13 Mars 2015
http://mainichi.jp/english/english/newsselect/news/20150313p2a00m0na013000c.html
A contaminated rainwater leak reported at the crippled Fukushima No. 1 Nuclear Power Plant earlier this week might have been caused by radioactive soil that had been left untreated since 2012, plant operator Tokyo Electric Power Co. (TEPCO) said.
TEPCO reported on March 10 that approximately 747 metric tons of contaminated rainwater has leaked from barriers (30-50 centimeters in height) built around water storage tanks that hold radioactively contaminated water generated at the nuclear plant. Following the rainwater leakage, some 11,000 becquerels of beta emitting radioactive materials, such as strontium-90, were detected per liter of underground water around the water tank area, suggesting the possibility of contamination in underground water.

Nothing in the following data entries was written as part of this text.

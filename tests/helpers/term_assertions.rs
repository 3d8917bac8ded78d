//! Assertion helpers for parsed trees.

use termpose::{Coding, ParseError, ParseErrorKind, parse, parse_as_list, parse_with};

/// Assert `parse` yields a tree whose compact form is `expected`.
pub fn assert_parses(input: &str, expected: &str) {
    match parse(input) {
        Ok(term) => assert_eq!(
            term.to_string(),
            expected,
            "\n=== Input ===\n{}\n=== Expected ===\n{}\n=== Got ===\n{}",
            input,
            expected,
            term
        ),
        Err(err) => panic!("Failed to parse {:?}: {}", input, err),
    }
}

/// Assert `parse_as_list` yields a tree whose compact form is `expected`.
pub fn assert_parses_as_list(input: &str, expected: &str) {
    match parse_as_list(input) {
        Ok(term) => assert_eq!(
            term.to_string(),
            expected,
            "\n=== Input ===\n{}\n=== Expected ===\n{}\n=== Got ===\n{}",
            input,
            expected,
            term
        ),
        Err(err) => panic!("Failed to parse {:?}: {}", input, err),
    }
}

/// Assert parsing fails with `kind`, returning the error for further checks.
pub fn assert_parse_error(input: &str, kind: ParseErrorKind) -> ParseError {
    assert_parse_error_with(input, &Coding::default(), kind)
}

/// Assert parsing under `coding` fails with `kind`.
pub fn assert_parse_error_with(input: &str, coding: &Coding, kind: ParseErrorKind) -> ParseError {
    match parse_with(input, coding) {
        Ok(term) => panic!("Expected {:?} for {:?}, parsed {}", kind, input, term),
        Err(err) => {
            assert_eq!(err.kind, kind, "Wrong error for {:?}: {}", input, err);
            err
        }
    }
}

According to the utility, high doses of radiation -- up to 35 millisieverts of beta rays per hour -- were measured at an area outside the barriers on March 11. The soil in the area had absorbed some 100 tons of highly contaminated water when it leaked in 2012. A TEPCO representative says the utility may have failed to collect all the contaminated soil in the area.
TEPCO is beefing up the monitoring system at the shattered nuclear plant to find out the extent of the rainwater leak. A utility official commented, "There is no leakage from the storage tanks, and the underground water will not flow into the ocean."